Every deployment platform worth its salt should at minimum support the above. Here's how the three work together in Harness.

Templates

Example deployment stage with approval

Harness supports shareable pipeline templates at multiple scopes. The release team might create a template for a "deploy to prod stage", which includes the required approval and then the deployment action.

The template has an underlying text configuration for version control and auditing changes. For example, the approval may look as follows.
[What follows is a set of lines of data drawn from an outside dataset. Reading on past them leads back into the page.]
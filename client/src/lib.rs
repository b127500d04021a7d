//! # Userboard Client
//!
//! REST client and remote data operations for the userboard directory API.
//!
//! [`DirectoryClient`] is a thin wrapper over one base origin; every request
//! is a relative path against it. The four remote operations the application
//! needs are exposed through the object-safe [`DirectoryApi`] trait so the
//! store environment can hold the production client and tests can hold a
//! scripted stub behind the same seam.
//!
//! Failures are normalized once per operation: whatever went wrong, callers
//! receive an [`ApiError`] whose `Display` output is the message the state
//! slices store and the dialogs show.

pub mod api;
pub mod client;
pub mod error;
pub mod types;

pub use api::DirectoryApi;
pub use client::{DEFAULT_BASE_URL, DirectoryClient};
pub use error::ApiError;
pub use types::{Comment, NewTodo, Post, Todo, User, sort_by_id_desc};
//! Posts/todos slice: posts with comments, todos, and todo creation
//!
//! Three independent lifecycles share this slice, each scoped to its own
//! loading/error fields so posts and todos operations never interfere with
//! each other's flags. Both lists are fetched per interaction and explicitly
//! cleared when the consuming dialog closes.

use userboard_client::{NewTodo, Post, Todo, sort_by_id_desc};
use userboard_core::{AsyncState, Effect, Phase, Reducer, SmallVec, TaskStatus, smallvec};

use crate::environment::AppEnvironment;

/// State of the posts/todos slice
#[derive(Clone, Debug, Default, PartialEq, Eq)]
pub struct PostsState {
    /// Posts enriched with comments
    pub posts: AsyncState<Vec<Post>>,
    /// Todos sorted by descending id
    pub todos: AsyncState<Vec<Todo>>,
    /// Lifecycle of the create-todo operation (payload merges into `todos`)
    pub create_todo: TaskStatus,
}

/// Actions processed by the posts/todos slice
#[derive(Clone, Debug)]
pub enum PostsAction {
    /// Trigger: fetch a user's posts enriched with comments
    FetchPosts {
        /// The user whose posts to fetch
        user_id: u64,
    },
    /// Feedback: the posts fetch fulfilled
    PostsLoaded(Vec<Post>),
    /// Feedback: the posts fetch rejected
    PostsFailed(String),

    /// Trigger: fetch a user's todos
    FetchTodos {
        /// The user whose todos to fetch
        user_id: u64,
    },
    /// Feedback: the todos fetch fulfilled
    TodosLoaded(Vec<Todo>),
    /// Feedback: the todos fetch rejected
    TodosFailed(String),

    /// Trigger: create a todo
    CreateTodo(NewTodo),
    /// Feedback: the creation fulfilled with the server-assigned record
    TodoCreated(Todo),
    /// Feedback: the creation rejected
    CreateFailed(String),

    /// Reset the posts triple
    ClearPosts,
    /// Reset the todos triple and the create-todo pair
    ClearTodos,
}

/// Merge a newly created todo into a list: prepend, then re-sort by
/// descending id with the same comparator the fetch uses.
///
/// Pure and synchronous; does not imply a refetch.
#[must_use]
pub fn merge_todo(todos: &[Todo], new: Todo) -> Vec<Todo> {
    let mut merged = Vec::with_capacity(todos.len() + 1);
    merged.push(new);
    merged.extend_from_slice(todos);
    sort_by_id_desc(&mut merged);
    merged
}

/// Reducer for the posts/todos slice
#[derive(Clone, Debug, Default)]
pub struct PostsReducer;

impl PostsReducer {
    /// Creates a new `PostsReducer`
    #[must_use]
    pub const fn new() -> Self {
        Self
    }
}

impl Reducer for PostsReducer {
    type State = PostsState;
    type Action = PostsAction;
    type Environment = AppEnvironment;

    #[allow(clippy::too_many_lines)] // One arm per lifecycle step
    fn reduce(
        &self,
        state: &mut Self::State,
        action: Self::Action,
        env: &Self::Environment,
    ) -> SmallVec<[Effect<Self::Action>; 4]> {
        match action {
            // ========== Posts lifecycle ==========
            PostsAction::FetchPosts { user_id } => {
                state.posts.apply(Phase::Pending);

                let api = env.api.clone();
                smallvec![Effect::future(async move {
                    Some(match api.posts_with_comments(user_id).await {
                        Ok(posts) => PostsAction::PostsLoaded(posts),
                        Err(error) => PostsAction::PostsFailed(error.to_string()),
                    })
                })]
            },
            PostsAction::PostsLoaded(posts) => {
                state.posts.apply(Phase::Fulfilled(posts));
                SmallVec::new()
            },
            PostsAction::PostsFailed(message) => {
                state.posts.apply(Phase::Rejected(message));
                SmallVec::new()
            },

            // ========== Todos lifecycle ==========
            PostsAction::FetchTodos { user_id } => {
                state.todos.apply(Phase::Pending);

                let api = env.api.clone();
                smallvec![Effect::future(async move {
                    Some(match api.todos_by_user(user_id).await {
                        Ok(todos) => PostsAction::TodosLoaded(todos),
                        Err(error) => PostsAction::TodosFailed(error.to_string()),
                    })
                })]
            },
            PostsAction::TodosLoaded(todos) => {
                state.todos.apply(Phase::Fulfilled(todos));
                SmallVec::new()
            },
            PostsAction::TodosFailed(message) => {
                state.todos.apply(Phase::Rejected(message));
                SmallVec::new()
            },

            // ========== Create-todo lifecycle ==========
            PostsAction::CreateTodo(new_todo) => {
                state.create_todo.begin();

                let api = env.api.clone();
                smallvec![Effect::future(async move {
                    Some(match api.create_todo(new_todo).await {
                        Ok(todo) => PostsAction::TodoCreated(todo),
                        Err(error) => PostsAction::CreateFailed(error.to_string()),
                    })
                })]
            },
            PostsAction::TodoCreated(todo) => {
                state.create_todo.succeed();
                state.todos.data = merge_todo(&state.todos.data, todo);
                SmallVec::new()
            },
            PostsAction::CreateFailed(message) => {
                state.create_todo.fail(message);
                SmallVec::new()
            },

            // ========== Resets ==========
            PostsAction::ClearPosts => {
                state.posts.reset();
                SmallVec::new()
            },
            PostsAction::ClearTodos => {
                state.todos.reset();
                state.create_todo.reset();
                SmallVec::new()
            },
        }
    }
}

#[cfg(test)]
mod tests {
    use super::*;
    use proptest::prelude::*;
    use std::sync::Arc;
    use userboard_client::Comment;
    use userboard_testing::mocks::StubApi;
    use userboard_testing::{ReducerTest, assertions};

    fn test_env() -> AppEnvironment {
        AppEnvironment::new(Arc::new(StubApi::new()))
    }

    fn todo(id: u64) -> Todo {
        Todo {
            id,
            user_id: 1,
            title: format!("todo {id}"),
            completed: false,
        }
    }

    fn post(id: u64) -> Post {
        Post {
            id,
            title: format!("post {id}"),
            body: "body".to_string(),
            comments: vec![Comment {
                id: id * 10,
                name: "commenter".to_string(),
                body: "hi".to_string(),
            }],
        }
    }

    fn dirty_state() -> PostsState {
        PostsState {
            posts: AsyncState {
                data: vec![post(1)],
                loading: true,
                error: Some("old posts error".to_string()),
            },
            todos: AsyncState {
                data: vec![todo(1)],
                loading: true,
                error: Some("old todos error".to_string()),
            },
            create_todo: TaskStatus {
                loading: true,
                error: Some("old create error".to_string()),
            },
        }
    }

    #[test]
    fn fetch_posts_only_touches_the_posts_pair() {
        ReducerTest::new(PostsReducer::new())
            .with_env(test_env())
            .given_state(PostsState {
                todos: AsyncState {
                    loading: true,
                    error: Some("todos busy".to_string()),
                    ..AsyncState::default()
                },
                ..PostsState::default()
            })
            .when_action(PostsAction::FetchPosts { user_id: 1 })
            .then_state(|state| {
                assert!(state.posts.loading);
                assert_eq!(state.posts.error, None);
                // The todos lifecycle is untouched
                assert!(state.todos.loading);
                assert_eq!(state.todos.error.as_deref(), Some("todos busy"));
            })
            .then_effects(assertions::assert_has_future_effect)
            .run();
    }

    #[test]
    fn posts_loaded_stores_enriched_posts() {
        ReducerTest::new(PostsReducer::new())
            .with_env(test_env())
            .given_state(PostsState {
                posts: AsyncState {
                    loading: true,
                    ..AsyncState::default()
                },
                ..PostsState::default()
            })
            .when_action(PostsAction::PostsLoaded(vec![post(7), post(8)]))
            .then_state(|state| {
                assert!(!state.posts.loading);
                assert_eq!(state.posts.data.len(), 2);
                assert_eq!(state.posts.data[0].comments.len(), 1);
            })
            .then_effects(assertions::assert_no_effects)
            .run();
    }

    #[test]
    fn todos_loaded_keeps_fetch_order() {
        ReducerTest::new(PostsReducer::new())
            .with_env(test_env())
            .given_state(PostsState::default())
            .when_action(PostsAction::TodosLoaded(vec![todo(3), todo(2), todo(1)]))
            .then_state(|state| {
                let ids: Vec<u64> = state.todos.data.iter().map(|t| t.id).collect();
                assert_eq!(ids, vec![3, 2, 1]);
            })
            .then_effects(assertions::assert_no_effects)
            .run();
    }

    #[test]
    fn created_todo_is_merged_and_resorted() {
        ReducerTest::new(PostsReducer::new())
            .with_env(test_env())
            .given_state(PostsState {
                todos: AsyncState {
                    data: vec![todo(3), todo(2), todo(1)],
                    ..AsyncState::default()
                },
                create_todo: TaskStatus {
                    loading: true,
                    ..TaskStatus::default()
                },
                ..PostsState::default()
            })
            .when_action(PostsAction::TodoCreated(todo(5)))
            .then_state(|state| {
                assert!(!state.create_todo.loading);
                let ids: Vec<u64> = state.todos.data.iter().map(|t| t.id).collect();
                assert_eq!(ids, vec![5, 3, 2, 1]);
            })
            .then_effects(assertions::assert_no_effects)
            .run();
    }

    #[test]
    fn create_failed_leaves_the_list_alone() {
        ReducerTest::new(PostsReducer::new())
            .with_env(test_env())
            .given_state(PostsState {
                todos: AsyncState {
                    data: vec![todo(2), todo(1)],
                    ..AsyncState::default()
                },
                ..PostsState::default()
            })
            .when_action(PostsAction::CreateFailed("Unknown error".to_string()))
            .then_state(|state| {
                assert_eq!(state.create_todo.error.as_deref(), Some("Unknown error"));
                assert_eq!(state.todos.data.len(), 2);
            })
            .then_effects(assertions::assert_no_effects)
            .run();
    }

    #[test]
    fn clear_posts_resets_only_the_posts_triple() {
        ReducerTest::new(PostsReducer::new())
            .with_env(test_env())
            .given_state(dirty_state())
            .when_action(PostsAction::ClearPosts)
            .then_state(|state| {
                assert_eq!(state.posts, AsyncState::default());
                // Everything todos-related is untouched
                assert_eq!(state.todos.data.len(), 1);
                assert!(state.create_todo.loading);
            })
            .then_effects(assertions::assert_no_effects)
            .run();
    }

    #[test]
    fn clear_todos_zeroes_all_four_todos_fields() {
        ReducerTest::new(PostsReducer::new())
            .with_env(test_env())
            .given_state(dirty_state())
            .when_action(PostsAction::ClearTodos)
            .then_state(|state| {
                assert_eq!(state.todos, AsyncState::default());
                assert_eq!(state.create_todo, TaskStatus::default());
                // The posts triple is untouched
                assert!(state.posts.loading);
            })
            .then_effects(assertions::assert_no_effects)
            .run();
    }

    proptest! {
        #[test]
        fn merge_is_one_longer_sorted_and_contains_the_new_todo(
            ids in proptest::collection::vec(0u64..1000, 0..50),
            new_id in 0u64..1000,
        ) {
            let todos: Vec<Todo> = ids.iter().map(|&id| todo(id)).collect();

            let merged = merge_todo(&todos, todo(new_id));

            prop_assert_eq!(merged.len(), todos.len() + 1);
            prop_assert!(merged.iter().any(|t| t.id == new_id));
            prop_assert!(merged.windows(2).all(|w| w[0].id >= w[1].id));
        }
    }
}
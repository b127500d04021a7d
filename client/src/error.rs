//! Error types for the directory API client

use thiserror::Error;

/// Errors that can occur when talking to the directory API
///
/// The `Display` output of each variant is the normalized message stored in
/// slice error fields and shown to the user.
#[derive(Debug, Clone, Error)]
pub enum ApiError {
    /// Network or transport failure before a response arrived
    #[error("Request failed: {0}")]
    Request(String),

    /// The server answered with a non-success status
    #[error("Unexpected status {status}: {body}")]
    Status {
        /// HTTP status code
        status: u16,
        /// Response body text, possibly empty
        body: String,
    },

    /// The response body could not be decoded
    #[error("Response parsing failed: {0}")]
    Decode(String),

    /// A failure that could not be classified
    #[error("Unknown error")]
    Unknown,
}

#[cfg(test)]
mod tests {
    use super::*;

    #[test]
    fn messages_are_user_facing() {
        assert_eq!(
            ApiError::Status {
                status: 404,
                body: "{}".to_string()
            }
            .to_string(),
            "Unexpected status 404: {}"
        );
        assert_eq!(ApiError::Unknown.to_string(), "Unknown error");
    }
}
# Standalone or part of a larger deployment template
         - step:
              type: HarnessApproval
              name: Prod Approval
              identifier: Prod_Approval
              spec:
                approvalMessage: Please review the following information and approve deployment to production.
                includePipelineExecutionHistory: true
                isAutoRejectEnabled: false
                approvers:
                  userGroups:
                    - release_admin
                  minimumCount: 1
                  disallowPipelineExecutor: false
                approverInputs: []
              timeout: 1d

This helps accomplish the what of the standard's implementation.

Policies

If templates are the what, policies are the how. Policies ensure the template is actually used. Harness has a rich policy mechanism leveraging Open Policy Agent, allowing teams to write very granular rules. There's also a library of reusable sample policies. We also highly recommend this tutorial to get some practice creating and enforcing policies.

For instance, a policy might enforce that any pipeline running against environment "prod" uses the DeployProd template. Alternatively, you might have blanket enforcement of templates for all pipelines, and the DeployProd template can only target environment prod.

If templates represent the implementation's what, and policies the enforcement how, access control handles the who.

Harness policy library

RBAC/ABAC

Harness supports RBAC with ABAC as an extension. Teams group entities and components into resource groups (ABAC), whose access is then granted to users, user groups, or service accounts. In our scenario, there might be a resource group defined with only the resources needed for a production deployment.

Harness resource group
Harness ABAC via resource groups

That resource group is then assigned to a dedicated service account, and only that account, in line with least privilege practices.

Keeping well-architected standards

Standards exist to help teams communicate good ideas and enforce good practices. When standards exist purely as bureaucratic inertia, innovation slows down and the business can be threatened by teams resorting to unsafe workarounds. Well designed standards are outcome driven and delegate implementation to individual teams and contributors.

Harness as a platform is designed to address these concerns by balancing rapid release automation with granular compliance enforcement. Teams can therefore maintain a standard of deploying faster, with visibility and control.